O saque vem de longe também,o desmatamento e o que mais prejudica as aelhas, mas há muito coisa boa acontecendo. No Nordeste principalmente, desde a criação racional e cuidadosa, quanto cursos de manejo e respeito aos ninhos nativos, por favor vá lá no meu novo blog (http://agroecologiace.blogspot.com)e veja os link dos meliponários, eu mesma estou começando uma criação no meu quintal, e aquisição foi feita com um produtor extremamente ético,prefiro pensar que sempre haverá mais de uma solução para os estragos que causamos (Bill Mollison!/Permacultura!) e voce e Elza são um bom exemplo.

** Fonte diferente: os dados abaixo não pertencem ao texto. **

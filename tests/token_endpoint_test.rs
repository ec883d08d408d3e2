// ABOUTME: Integration tests for the token endpoint grant types and RFC 7009 revocation
// ABOUTME: Covers replay protection, refresh rotation, scope narrowing and client binding
//
// SPDX-License-Identifier: MIT OR Apache-2.0
// Copyright (c) 2025 Async-IO.org

#![allow(clippy::unwrap_used, clippy::expect_used, clippy::panic)]
#![allow(missing_docs)]

mod common;

use axum::body::Body;
use axum::http::{header, Request, StatusCode};
use common::{
    basic_auth, body_string, obtain_authz_code, send, setup, token_request, CLIENT_ID,
    CLIENT_SECRET, OTHER_CLIENT_ID, OTHER_CLIENT_SECRET, PASSWORD, TOKEN_ENDPOINT, USERNAME,
};
use oauth2_core::errors::AuthzError;
use oauth2_core::models::TokenResponse;
use oauth2_core::provider::Provider as _;
use oauth2_core::routes::oauth2_routes;

async fn token_json(response: axum::http::Response<Body>) -> TokenResponse {
    serde_json::from_str(&body_string(response).await).unwrap()
}

async fn error_json(response: axum::http::Response<Body>) -> AuthzError {
    serde_json::from_str(&body_string(response).await).unwrap()
}

// =============================================================================
// Authorization-code exchange (RFC 6749 §4.1.3, §4.1.4)
// =============================================================================

#[tokio::test]
async fn authorization_code_exchanges_for_a_token_pair() {
    let (_provider, config) = setup();
    let code = obtain_authz_code(&config).await;

    let response = send(
        oauth2_routes(config),
        token_request("authorization_code", &[("code", &code)]),
    )
    .await;
    assert_eq!(response.status(), StatusCode::OK);

    let headers = response.headers();
    assert_eq!(headers.get(header::CACHE_CONTROL).unwrap(), "no-store");
    assert_eq!(headers.get(header::PRAGMA).unwrap(), "no-cache");
    assert_eq!(headers.get(header::EXPIRES).unwrap(), "0");

    let token = token_json(response).await;
    assert_eq!(token.token_type, "bearer");
    assert_eq!(token.expires_in, 600);
    assert!(!token.access_token.is_empty());
    assert!(token.refresh_token.is_some());
    assert_eq!(token.scope.as_deref(), Some("read write identity"));
}

#[tokio::test]
async fn authorization_code_cannot_be_replayed() {
    let (_provider, config) = setup();
    let code = obtain_authz_code(&config).await;

    let response = send(
        oauth2_routes(config.clone()),
        token_request("authorization_code", &[("code", &code)]),
    )
    .await;
    assert_eq!(response.status(), StatusCode::OK);
    let token = token_json(response).await;
    assert_eq!(token.token_type, "bearer");
    assert_eq!(token.expires_in, 600);

    // Second exchange of the same code must fail closed (§4.1.4).
    let response = send(
        oauth2_routes(config),
        token_request("authorization_code", &[("code", &code)]),
    )
    .await;
    assert_eq!(response.status(), StatusCode::BAD_REQUEST);

    let error = error_json(response).await;
    assert_eq!(error.code.as_str(), "invalid_grant");
    assert_eq!(
        error.description,
        "Grant code was revoked, expired or already used."
    );
}

#[tokio::test]
async fn empty_authorization_code_is_rejected() {
    let (_provider, config) = setup();

    let response = send(
        oauth2_routes(config),
        token_request("authorization_code", &[]),
    )
    .await;
    assert_eq!(response.status(), StatusCode::BAD_REQUEST);

    let error = error_json(response).await;
    assert_eq!(error.code.as_str(), "unauthorized_client");
    assert_eq!(error.description, "Authorization code can't be empty.");
}

#[tokio::test]
async fn unknown_authorization_code_is_an_invalid_grant() {
    let (_provider, config) = setup();

    let response = send(
        oauth2_routes(config),
        token_request("authorization_code", &[("code", "no-such-code")]),
    )
    .await;
    assert_eq!(response.status(), StatusCode::BAD_REQUEST);
    assert_eq!(error_json(response).await.code.as_str(), "invalid_grant");
}

#[tokio::test]
async fn code_issued_to_another_client_is_rejected() {
    let (_provider, config) = setup();
    let code = obtain_authz_code(&config).await;

    let mut request = token_request("authorization_code", &[("code", &code)]);
    request.headers_mut().insert(
        header::AUTHORIZATION,
        basic_auth(OTHER_CLIENT_ID, OTHER_CLIENT_SECRET)
            .parse()
            .unwrap(),
    );

    let response = send(oauth2_routes(config), request).await;
    assert_eq!(response.status(), StatusCode::BAD_REQUEST);
    assert_eq!(error_json(response).await.code.as_str(), "invalid_grant");
}

// =============================================================================
// Client authentication
// =============================================================================

#[tokio::test]
async fn missing_client_credentials_are_rejected() {
    let (_provider, config) = setup();

    let mut request = token_request("client_credentials", &[]);
    request.headers_mut().remove(header::AUTHORIZATION);

    let response = send(oauth2_routes(config), request).await;
    assert_eq!(response.status(), StatusCode::BAD_REQUEST);

    let error = error_json(response).await;
    assert_eq!(error.code.as_str(), "unauthorized_client");
}

#[tokio::test]
async fn wrong_client_secret_is_rejected() {
    let (_provider, config) = setup();

    let mut request = token_request("client_credentials", &[]);
    request.headers_mut().insert(
        header::AUTHORIZATION,
        basic_auth(CLIENT_ID, "wrong_secret").parse().unwrap(),
    );

    let response = send(oauth2_routes(config), request).await;
    assert_eq!(response.status(), StatusCode::BAD_REQUEST);
    assert_eq!(
        error_json(response).await.code.as_str(),
        "unauthorized_client"
    );
}

#[tokio::test]
async fn unknown_grant_type_is_rejected() {
    let (_provider, config) = setup();

    let response = send(oauth2_routes(config), token_request("saml2_bearer", &[])).await;
    assert_eq!(response.status(), StatusCode::BAD_REQUEST);
    assert_eq!(
        error_json(response).await.code.as_str(),
        "unsupported_grant_type"
    );
}

// =============================================================================
// Resource-owner password credentials (RFC 6749 §4.3)
// =============================================================================

#[tokio::test]
async fn password_grant_issues_a_token_pair() {
    let (_provider, config) = setup();

    let response = send(
        oauth2_routes(config),
        token_request(
            "password",
            &[
                ("username", USERNAME),
                ("password", PASSWORD),
                ("scope", "read write"),
            ],
        ),
    )
    .await;
    assert_eq!(response.status(), StatusCode::OK);

    let token = token_json(response).await;
    assert_eq!(token.token_type, "bearer");
    assert!(token.refresh_token.is_some());
    assert_eq!(token.scope.as_deref(), Some("read write"));
}

#[tokio::test]
async fn password_grant_rejects_bad_owner_credentials() {
    let (_provider, config) = setup();

    let response = send(
        oauth2_routes(config),
        token_request(
            "password",
            &[("username", USERNAME), ("password", "not-the-password")],
        ),
    )
    .await;
    assert_eq!(response.status(), StatusCode::BAD_REQUEST);

    let error = error_json(response).await;
    assert_eq!(error.code.as_str(), "access_denied");
    assert_eq!(error.description, "Resource owner credentials are invalid.");
}

// =============================================================================
// Client credentials (RFC 6749 §4.4)
// =============================================================================

#[tokio::test]
async fn client_credentials_grant_never_issues_a_refresh_token() {
    let (_provider, config) = setup();

    let response = send(
        oauth2_routes(config),
        token_request("client_credentials", &[("scope", "read")]),
    )
    .await;
    assert_eq!(response.status(), StatusCode::OK);

    let body = body_string(response).await;
    assert!(!body.contains("refresh_token"));

    let token: TokenResponse = serde_json::from_str(&body).unwrap();
    assert_eq!(token.token_type, "bearer");
    assert!(token.refresh_token.is_none());
}

// =============================================================================
// Refresh (RFC 6749 §6)
// =============================================================================

async fn obtain_token_pair(config: &std::sync::Arc<oauth2_core::Config>) -> TokenResponse {
    let code = obtain_authz_code(config).await;
    let response = send(
        oauth2_routes(config.clone()),
        token_request("authorization_code", &[("code", &code)]),
    )
    .await;
    assert_eq!(response.status(), StatusCode::OK);
    token_json(response).await
}

#[tokio::test]
async fn refresh_rotates_the_pair_and_invalidates_the_old_refresh_token() {
    let (_provider, config) = setup();
    let original = obtain_token_pair(&config).await;
    let refresh = original.refresh_token.clone().unwrap();

    let response = send(
        oauth2_routes(config.clone()),
        token_request("refresh_token", &[("refresh_token", &refresh)]),
    )
    .await;
    assert_eq!(response.status(), StatusCode::OK);

    let rotated = token_json(response).await;
    assert_ne!(rotated.access_token, original.access_token);
    assert!(rotated.refresh_token.is_some());
    assert_ne!(rotated.refresh_token.as_deref(), Some(refresh.as_str()));
    // Scope is inherited unchanged when the request omits it.
    assert_eq!(rotated.scope, original.scope);

    // Rotation is mandatory: the old refresh token is no longer redeemable.
    let response = send(
        oauth2_routes(config),
        token_request("refresh_token", &[("refresh_token", &refresh)]),
    )
    .await;
    assert_eq!(response.status(), StatusCode::BAD_REQUEST);
    assert_eq!(error_json(response).await.code.as_str(), "invalid_grant");
}

#[tokio::test]
async fn refresh_may_narrow_but_never_widen_scope() {
    let (_provider, config) = setup();
    let original = obtain_token_pair(&config).await;
    let refresh = original.refresh_token.unwrap();

    let response = send(
        oauth2_routes(config.clone()),
        token_request(
            "refresh_token",
            &[("refresh_token", &refresh), ("scope", "read")],
        ),
    )
    .await;
    assert_eq!(response.status(), StatusCode::OK);
    let narrowed = token_json(response).await;
    assert_eq!(narrowed.scope.as_deref(), Some("read"));

    // Widening past the narrowed set is an invalid_scope.
    let rotated = narrowed.refresh_token.unwrap();
    let response = send(
        oauth2_routes(config),
        token_request(
            "refresh_token",
            &[("refresh_token", &rotated), ("scope", "read admin")],
        ),
    )
    .await;
    assert_eq!(response.status(), StatusCode::BAD_REQUEST);
    assert_eq!(error_json(response).await.code.as_str(), "invalid_scope");
}

#[tokio::test]
async fn refresh_token_is_bound_to_the_issuing_client() {
    let (_provider, config) = setup();
    let original = obtain_token_pair(&config).await;
    let refresh = original.refresh_token.unwrap();

    let mut request = token_request("refresh_token", &[("refresh_token", &refresh)]);
    request.headers_mut().insert(
        header::AUTHORIZATION,
        basic_auth(OTHER_CLIENT_ID, OTHER_CLIENT_SECRET)
            .parse()
            .unwrap(),
    );

    let response = send(oauth2_routes(config), request).await;
    assert_eq!(response.status(), StatusCode::BAD_REQUEST);

    let error = error_json(response).await;
    assert_eq!(error.code.as_str(), "invalid_request");
    assert_eq!(
        error.description,
        "Authenticated client did not generate token used."
    );
}

// =============================================================================
// Revocation (RFC 7009)
// =============================================================================

fn revoke_request(token: &str, authorization: &str) -> Request<Body> {
    Request::builder()
        .method("DELETE")
        .uri(format!("{TOKEN_ENDPOINT}/{token}"))
        .header(header::AUTHORIZATION, authorization.to_owned())
        .body(Body::empty())
        .unwrap()
}

#[tokio::test]
async fn revocation_is_idempotent() {
    let (provider, config) = setup();
    let token = obtain_token_pair(&config).await;
    let authorization = basic_auth(CLIENT_ID, CLIENT_SECRET);

    let response = send(
        oauth2_routes(config.clone()),
        revoke_request(&token.access_token, &authorization),
    )
    .await;
    assert_eq!(response.status(), StatusCode::OK);

    assert!(provider
        .token_info(&token.access_token)
        .await
        .unwrap()
        .is_none());

    // Revoking the already-absent value succeeds with the same status.
    let response = send(
        oauth2_routes(config),
        revoke_request(&token.access_token, &authorization),
    )
    .await;
    assert_eq!(response.status(), StatusCode::OK);
}

#[tokio::test]
async fn revocation_requires_the_owning_client() {
    let (provider, config) = setup();
    let token = obtain_token_pair(&config).await;

    let response = send(
        oauth2_routes(config),
        revoke_request(
            &token.access_token,
            &basic_auth(OTHER_CLIENT_ID, OTHER_CLIENT_SECRET),
        ),
    )
    .await;
    assert_eq!(response.status(), StatusCode::BAD_REQUEST);
    assert_eq!(
        error_json(response).await.code.as_str(),
        "invalid_request"
    );

    // The token survives the failed revocation.
    assert!(provider
        .token_info(&token.access_token)
        .await
        .unwrap()
        .is_some());
}

#[tokio::test]
async fn revocation_requires_client_authentication() {
    let (_provider, config) = setup();
    let token = obtain_token_pair(&config).await;

    let request = Request::builder()
        .method("DELETE")
        .uri(format!("{TOKEN_ENDPOINT}/{}", token.access_token))
        .body(Body::empty())
        .unwrap();

    let response = send(oauth2_routes(config), request).await;
    assert_eq!(response.status(), StatusCode::BAD_REQUEST);
    assert_eq!(
        error_json(response).await.code.as_str(),
        "unauthorized_client"
    );
}
// ABOUTME: Bearer-token middleware gating protected resources per RFC 6749 section 7 and RFC 6750
// ABOUTME: Validates token status and scope coverage before the downstream handler runs
//
// SPDX-License-Identifier: MIT OR Apache-2.0
// Copyright (c) 2025 Async-IO.org

use std::collections::HashSet;
use std::sync::Arc;

use axum::body::Body;
use axum::extract::{Request, State};
use axum::http::{header, HeaderValue, StatusCode};
use axum::middleware::Next;
use axum::response::Response;

use crate::config::Config;
use crate::errors::AuthzError;
use crate::models::TokenStatus;
use crate::render;

/// Upper bound on a form body the gate is willing to buffer while looking
/// for an `access_token` parameter.
const FORM_BODY_LIMIT: usize = 1 << 20;

/// Resource-gate middleware. Wrap a downstream router with
/// `axum::middleware::from_fn_with_state(config, resource_gate)` or use
/// [`crate::routes::protect`].
///
/// Accepts the token from the `Authorization: Bearer` header, the
/// `access_token` query parameter, or an `application/x-www-form-urlencoded`
/// body parameter (RFC 6750 §2). Requests with no authentication
/// information at all get a bare 401 without an error code (§3.1).
pub async fn resource_gate(
    State(config): State<Arc<Config>>,
    request: Request,
    next: Next,
) -> Response {
    let bearer = match request
        .headers()
        .get(header::AUTHORIZATION)
        .and_then(|value| value.to_str().ok())
    {
        Some(value) => match value.strip_prefix("Bearer ") {
            Some(token) => Some(token.to_owned()),
            None => {
                return challenge(
                    StatusCode::UNAUTHORIZED,
                    Some(&AuthzError::unsupported_token_type()),
                );
            }
        },
        None => None,
    };

    let (token, request) = match bearer {
        Some(token) => (token, request),
        None => form_token(request).await,
    };

    if token.is_empty() {
        // The request lacks any authentication information; RFC 6750 §3.1
        // says the response SHOULD NOT include an error code.
        return challenge(StatusCode::UNAUTHORIZED, None);
    }

    let info = match config.provider.token_info(&token).await {
        Ok(Some(info)) => info,
        Ok(None) => {
            return challenge(StatusCode::UNAUTHORIZED, Some(&AuthzError::invalid_token()));
        }
        Err(err) => {
            return challenge(
                StatusCode::UNAUTHORIZED,
                Some(&AuthzError::server_error(None, &err)),
            );
        }
    };

    if info.status != TokenStatus::Active {
        return challenge(StatusCode::UNAUTHORIZED, Some(&AuthzError::invalid_token()));
    }

    let required = match config.provider.resource_scopes(request.uri()).await {
        Ok(required) => required,
        Err(err) => {
            return challenge(
                StatusCode::UNAUTHORIZED,
                Some(&AuthzError::server_error(None, &err)),
            );
        }
    };

    // RFC 6750 §3.1: every scope the resource requires must be carried by
    // the token.
    let carried: HashSet<&str> = info.scopes.iter().map(|s| s.id.as_str()).collect();
    if required.iter().any(|s| !carried.contains(s.id.as_str())) {
        return challenge(
            StatusCode::FORBIDDEN,
            Some(&AuthzError::insufficient_scope()),
        );
    }

    next.run(request).await
}

/// Looks for an `access_token` parameter in the query string, then in a
/// form-encoded body. The body is buffered and handed back so the
/// downstream handler can still read it.
async fn form_token(request: Request) -> (String, Request) {
    if let Some(query) = request.uri().query() {
        if let Some(token) = form_value(query, "access_token") {
            return (token, request);
        }
    }

    let is_form = request
        .headers()
        .get(header::CONTENT_TYPE)
        .and_then(|value| value.to_str().ok())
        .is_some_and(|content_type| content_type.starts_with("application/x-www-form-urlencoded"));
    if !is_form {
        return (String::new(), request);
    }

    let (parts, body) = request.into_parts();
    let bytes = match axum::body::to_bytes(body, FORM_BODY_LIMIT).await {
        Ok(bytes) => bytes,
        Err(err) => {
            tracing::warn!(error = %err, "failed to buffer form body while extracting bearer token");
            Default::default()
        }
    };

    let token = std::str::from_utf8(&bytes)
        .ok()
        .and_then(|encoded| form_value(encoded, "access_token"))
        .unwrap_or_default();

    (token, Request::from_parts(parts, Body::from(bytes)))
}

fn form_value(encoded: &str, key: &str) -> Option<String> {
    url::form_urlencoded::parse(encoded.as_bytes())
        .find(|(k, _)| k == key)
        .map(|(_, value)| value.into_owned())
}

/// 401/403 response. Every 401 carries the `WWW-Authenticate: Bearer`
/// challenge of RFC 6750 §3.
fn challenge(status: StatusCode, error: Option<&AuthzError>) -> Response {
    let mut response = match error {
        Some(error) => render::json(status, error, false),
        None => render::empty(status),
    };

    if status == StatusCode::UNAUTHORIZED {
        response
            .headers_mut()
            .insert(header::WWW_AUTHENTICATE, HeaderValue::from_static("Bearer"));
    }

    response
}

Com amor e respeito.
Elaine

Meliponário Rei da Mandacaia disse...

Sugiro que pesquise mais um pouco antes de emitir sua opinião sobre o que não conhece, pois a Meliponicultura não é um termo novo, foi utilizado pela primeira vez por Paulo Nogueira Neto em 1953 (NOGUEIRA-NETO, 1997), para designar a criação racional dessas abelhas, ou seja os "meliponicultores" são criadores racionai que não incentivam a derrubada de arvores para captura de enxames, nós multiplicamos nossos enxames pelo método de divisão de colonias.
para saber mais um pouco da atividade pesquise!
Sugestão: www.meliponarioreidamandacaia.com

Meliponário do Sertão disse...

Eu não sei qual o seu ramo de atividade nem muito menos o seu conhecimento sobre a meliponicultura...
Mas acredito que você foi muito infeliz em falar tão mal sobre a meliponicultura, atividade essa que ao contrário do que o amigo pensa é altamente sustentável e necessária para a preservação das nossas abelhas nativas...
Leia um pouco mais a respeito, na net mesmo saiu a pouco tempo o ótimo trabalho do Venturierri falando exatamente sobre a viabilidade econômica e ambiental da criação RACIONAL de abelhas nativas no Maranhão.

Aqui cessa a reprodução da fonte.